About the Map Divisions
Up until 1910, the artifacts of the Geological Survey of Canada (GSC) were listed in the museum's registers by collector and numbered sequentially. In 1910, Edward Sapir, Chief Ethnologist of the GSC, established a new classification system based on the anthropological concept of culture area (that is, a geographical/cultural region whose peoples share important cultural traits, for example, they speak related languages and have similar material cultures and social structures).
Using this approach, Canada was divided into five main culture areas, with each area given a Roman numeral designation: Eastern Woodlands (III), Arctic (IV), Plains (V), Plateau and Mackenzie Valley (VI) and West Coast (VII).

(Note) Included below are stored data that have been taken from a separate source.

//! Multi-layer perceptron over a single flat weight vector.
//!
//! An `Mlp` only describes the architecture (layer sizes + nonlinearity). The weights
//! live in a separate `&[f32]` owned by the caller, laid out layer by layer:
//!
//! ```text
//! [ W_0 (m_0 × n_0, row-major) | b_0 (n_0) | W_1 (m_1 × n_1) | b_1 (n_1) | ... ]
//! ```
//!
//! so `num_weights = Σ (m + 1) · n` over consecutive `(m, n)` layer-size pairs.
//!
//! `predict` computes `X·W + b` for every layer and applies the nonlinearity between
//! layers; the last layer's output is returned without it.

use rand::Rng;
use rand::SeedableRng;
use rand::rngs::StdRng;
use rand_distr::{Distribution, StandardNormal};

use crate::matmul::{matmul, matmul_a_bt, matmul_at_b_acc};
use crate::{Activation, Error, Likelihood, Matrix, Result};

#[derive(Debug, Clone, PartialEq)]
pub struct Mlp {
    layer_sizes: Vec<usize>,
    activation: Activation,
    /// Start of each layer's block in the flat weight vector.
    offsets: Vec<usize>,
    num_weights: usize,
}

/// Borrowed view of one layer's parameters inside a flat weight vector.
#[derive(Debug, Clone, Copy)]
pub struct LayerParams<'a> {
    pub in_dim: usize,
    pub out_dim: usize,
    /// Row-major `(in_dim, out_dim)`.
    pub weights: &'a [f32],
    pub biases: &'a [f32],
}

/// Forward-pass intermediates needed by backprop.
struct ForwardCache {
    /// Post-activation output of every hidden layer.
    hidden: Vec<Matrix>,
    output: Matrix,
}

impl Mlp {
    /// Define a network from its layer widths, input and output dimensions included.
    pub fn build(layer_sizes: &[usize], activation: Activation) -> Result<Self> {
        if layer_sizes.len() < 2 {
            return Err(Error::InvalidConfig(
                "layer sizes must include input and output dims".to_owned(),
            ));
        }
        if layer_sizes.contains(&0) {
            return Err(Error::InvalidConfig(
                "all layer sizes must be > 0".to_owned(),
            ));
        }
        activation.validate()?;

        let mut offsets = Vec::with_capacity(layer_sizes.len() - 1);
        let mut num_weights = 0_usize;
        for w in layer_sizes.windows(2) {
            offsets.push(num_weights);
            num_weights += (w[0] + 1) * w[1];
        }

        Ok(Self {
            layer_sizes: layer_sizes.to_vec(),
            activation,
            offsets,
            num_weights,
        })
    }

    #[inline]
    pub fn num_weights(&self) -> usize {
        self.num_weights
    }

    #[inline]
    pub fn layer_sizes(&self) -> &[usize] {
        &self.layer_sizes
    }

    #[inline]
    pub fn activation(&self) -> Activation {
        self.activation
    }

    #[inline]
    pub fn num_layers(&self) -> usize {
        self.offsets.len()
    }

    #[inline]
    pub fn input_dim(&self) -> usize {
        self.layer_sizes[0]
    }

    #[inline]
    pub fn output_dim(&self) -> usize {
        self.layer_sizes[self.layer_sizes.len() - 1]
    }

    /// Random weights drawn from `param_scale * N(0, 1)`.
    pub fn init_weights<R: Rng + ?Sized>(&self, param_scale: f32, rng: &mut R) -> Vec<f32> {
        (0..self.num_weights)
            .map(|_| param_scale * Distribution::<f32>::sample(&StandardNormal, &mut *rng))
            .collect()
    }

    pub fn init_weights_with_seed(&self, param_scale: f32, seed: u64) -> Vec<f32> {
        let mut rng = StdRng::seed_from_u64(seed);
        self.init_weights(param_scale, &mut rng)
    }

    pub fn check_weights(&self, weights: &[f32]) -> Result<()> {
        if weights.len() != self.num_weights {
            return Err(Error::ShapeMismatch {
                what: "weight vector length",
                expected: self.num_weights,
                actual: weights.len(),
            });
        }
        Ok(())
    }

    fn check_inputs(&self, inputs: &Matrix) -> Result<()> {
        if inputs.cols() != self.input_dim() {
            return Err(Error::ShapeMismatch {
                what: "input columns",
                expected: self.input_dim(),
                actual: inputs.cols(),
            });
        }
        Ok(())
    }

    /// Split a flat weight vector into per-layer views.
    pub fn unpack<'a>(&self, weights: &'a [f32]) -> Result<Vec<LayerParams<'a>>> {
        self.check_weights(weights)?;
        Ok((0..self.num_layers())
            .map(|idx| self.layer_params(weights, idx))
            .collect())
    }

    #[inline]
    fn layer_params<'a>(&self, weights: &'a [f32], idx: usize) -> LayerParams<'a> {
        let in_dim = self.layer_sizes[idx];
        let out_dim = self.layer_sizes[idx + 1];
        let start = self.offsets[idx];
        let bias_start = start + in_dim * out_dim;
        LayerParams {
            in_dim,
            out_dim,
            weights: &weights[start..bias_start],
            biases: &weights[bias_start..bias_start + out_dim],
        }
    }

    /// Batched prediction: `(batch, input_dim) -> (batch, output_dim)`.
    pub fn predict(&self, weights: &[f32], inputs: &Matrix) -> Result<Matrix> {
        self.check_weights(weights)?;
        self.check_inputs(inputs)?;
        Ok(self.forward(weights, inputs).output)
    }

    /// Log-likelihood of `targets` under the network's predictions for `inputs`.
    pub fn logprob(
        &self,
        weights: &[f32],
        inputs: &Matrix,
        targets: &Matrix,
        likelihood: Likelihood,
    ) -> Result<f32> {
        let preds = self.predict(weights, inputs)?;
        likelihood.log_likelihood(weights, &preds, targets)
    }

    /// Gradient of `logprob` w.r.t. the weights.
    ///
    /// Overwrites `grad` (length `num_weights`) and returns the log-likelihood.
    pub fn logprob_gradient(
        &self,
        weights: &[f32],
        inputs: &Matrix,
        targets: &Matrix,
        likelihood: Likelihood,
        grad: &mut [f32],
    ) -> Result<f32> {
        self.check_weights(weights)?;
        self.check_inputs(inputs)?;
        if grad.len() != self.num_weights {
            return Err(Error::ShapeMismatch {
                what: "gradient buffer length",
                expected: self.num_weights,
                actual: grad.len(),
            });
        }

        let cache = self.forward(weights, inputs);
        let mut d_z = Matrix::zeros(cache.output.rows(), cache.output.cols());
        grad.fill(0.0);
        let value = likelihood.backward(weights, &cache.output, targets, &mut d_z, grad)?;

        self.backward(weights, inputs, &cache, d_z, grad);
        Ok(value)
    }

    fn forward(&self, weights: &[f32], inputs: &Matrix) -> ForwardCache {
        let batch = inputs.rows();
        let last = self.num_layers() - 1;
        let mut hidden = Vec::with_capacity(last);

        let mut output = Matrix::zeros(0, self.output_dim());
        for idx in 0..self.num_layers() {
            let layer = self.layer_params(weights, idx);
            let layer_in = if idx == 0 { inputs } else { &hidden[idx - 1] };

            let mut z = Matrix::zeros(batch, layer.out_dim);
            matmul(
                layer_in.as_slice(),
                layer.weights,
                z.as_mut_slice(),
                batch,
                layer.in_dim,
                layer.out_dim,
            );
            for r in 0..batch {
                for (v, &b) in z.row_mut(r).iter_mut().zip(layer.biases) {
                    *v += b;
                }
            }

            if idx == last {
                output = z;
            } else {
                self.activation.apply_slice(z.as_mut_slice());
                hidden.push(z);
            }
        }

        ForwardCache { hidden, output }
    }

    /// Backprop `d_z` (gradient w.r.t. the output) through every layer, accumulating
    /// parameter gradients into `grad`.
    fn backward(
        &self,
        weights: &[f32],
        inputs: &Matrix,
        cache: &ForwardCache,
        mut d_z: Matrix,
        grad: &mut [f32],
    ) {
        let batch = inputs.rows();

        for idx in (0..self.num_layers()).rev() {
            let layer = self.layer_params(weights, idx);
            let layer_in = if idx == 0 { inputs } else { &cache.hidden[idx - 1] };

            let (d_w, rest) = grad[self.offsets[idx]..].split_at_mut(layer.in_dim * layer.out_dim);
            let d_b = &mut rest[..layer.out_dim];

            matmul_at_b_acc(
                layer_in.as_slice(),
                d_z.as_slice(),
                d_w,
                batch,
                layer.in_dim,
                layer.out_dim,
            );
            for row in d_z.iter_rows() {
                for (g, &d) in d_b.iter_mut().zip(row) {
                    *g += d;
                }
            }

            if idx == 0 {
                break;
            }

            let mut d_prev = Matrix::zeros(batch, layer.in_dim);
            matmul_a_bt(
                d_z.as_slice(),
                layer.weights,
                d_prev.as_mut_slice(),
                batch,
                layer.out_dim,
                layer.in_dim,
            );
            for (d, &y) in d_prev
                .as_mut_slice()
                .iter_mut()
                .zip(layer_in.as_slice())
            {
                *d *= self.activation.grad_from_output(y);
            }
            d_z = d_prev;
        }
    }
}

Within each of these areas, groups were assigned a capital letter, for example, within the West Coast (VII) category, Haida was B, Tsimshian was C, etc. Within each group, artifacts were numbered sequentially, as they were acquired.
Sapir's classification system meant it was possible to identify any numbered specimen as to culture area and group, and strengths and weaknesses in the collections could more easily be assessed. In the intervening years there has been only one major revision to Sapir's system. In 1970, area VI (Plateau and Mackenzie Valley) was separated into Area VI (Western Subarctic) and Area II (Plateau).
The CMC recognizes that this system of classification is only one of a number of possible ways of organizing the ethnological collections.